Provided material >>
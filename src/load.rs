//! Load-factor policy: how many elements fit in an allocation, how
//! allocations grow, and how a hash picks a starting slot.

/// Smallest allocation handed out by [`DefaultLoadPolicy::grow`], to avoid a
/// run of tiny reallocations while a set warms up.
const GROWTH_FLOOR: usize = 32;

/// Maps allocation sizes to permitted occupancy and growth targets.
///
/// Implementations must keep `occupancy(n) < n` for every `n >= 1` (so a
/// probe always has a tombstone to stop at) and may assume every allocation
/// they are asked about is zero or a power of two.
pub trait LoadPolicy {
    /// Maximum number of live elements allowed in `allocated` slots.
    fn occupancy(&self, allocated: usize) -> usize;

    /// Smallest allocation whose occupancy covers `occupied` elements.
    fn allocated(&self, occupied: usize) -> usize;

    /// Next allocation size when a table of `allocated` slots is full.
    fn grow(&self, allocated: usize) -> usize;

    /// Maps a hash to a starting slot for a table of `len` slots.
    ///
    /// `len` must be a power of two of at least 1; the default masks the low
    /// bits instead of taking a modulo.
    #[allow(clippy::cast_possible_truncation)]
    fn select(&self, len: usize, hash: u64) -> usize {
        (hash as usize) & len.wrapping_sub(1)
    }
}

/// The stock policy: 75% occupancy, power-of-two allocations, doubling growth
/// with a floor of 32 slots.
#[derive(Debug, Clone, Copy, Default)]
pub struct DefaultLoadPolicy;

impl LoadPolicy for DefaultLoadPolicy {
    // 75% of the allocation, computed as 1/2 + 1/4.
    fn occupancy(&self, allocated: usize) -> usize {
        let half = allocated >> 1;
        half.saturating_add(half >> 2)
    }

    fn allocated(&self, occupied: usize) -> usize {
        if occupied == 0 {
            return 0;
        }
        occupied.saturating_mul(2).next_power_of_two()
    }

    fn grow(&self, allocated: usize) -> usize {
        GROWTH_FLOOR.max(allocated.saturating_mul(2))
    }
}

#[cfg(test)]
mod tests {
    use super::*;

    #[test]
    fn occupancy_is_three_quarters() {
        let policy = DefaultLoadPolicy;
        assert_eq!(policy.occupancy(0), 0);
        assert_eq!(policy.occupancy(4), 2);
        assert_eq!(policy.occupancy(32), 24);
        assert_eq!(policy.occupancy(64), 48);
        assert_eq!(policy.occupancy(1024), 768);
    }

    #[test]
    fn allocated_rounds_up_to_a_power_of_two() {
        let policy = DefaultLoadPolicy;
        assert_eq!(policy.allocated(0), 0);
        assert_eq!(policy.allocated(1), 2);
        assert_eq!(policy.allocated(10), 32);
        assert_eq!(policy.allocated(16), 32);
        assert_eq!(policy.allocated(17), 64);
    }

    #[test]
    fn allocated_always_covers_the_request() {
        let policy = DefaultLoadPolicy;
        for occupied in 1..2000 {
            let size = policy.allocated(occupied);
            assert!(size.is_power_of_two());
            assert!(
                policy.occupancy(size) >= occupied,
                "allocation {size} cannot hold {occupied} elements"
            );
        }
    }

    #[test]
    fn grow_doubles_with_a_floor() {
        let policy = DefaultLoadPolicy;
        assert_eq!(policy.grow(0), 32);
        assert_eq!(policy.grow(8), 32);
        assert_eq!(policy.grow(32), 64);
        assert_eq!(policy.grow(1024), 2048);
    }

    #[test]
    fn select_masks_the_hash() {
        let policy = DefaultLoadPolicy;
        assert_eq!(policy.select(16, 0), 0);
        assert_eq!(policy.select(16, 15), 15);
        assert_eq!(policy.select(16, 16), 0);
        assert_eq!(policy.select(16, 0xffff_fff3), 3);
        assert_eq!(policy.select(1, u64::MAX), 0);
    }
}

Task instructions >> A complete answer lists each line of the data that holds the word "elements".

Exercise response >>
//! Load-factor policy: how many elements fit in an allocation, how
    /// Maximum number of live elements allowed in `allocated` slots.
    /// Smallest allocation whose occupancy covers `occupied` elements.
                "allocation {size} cannot hold {occupied} elements"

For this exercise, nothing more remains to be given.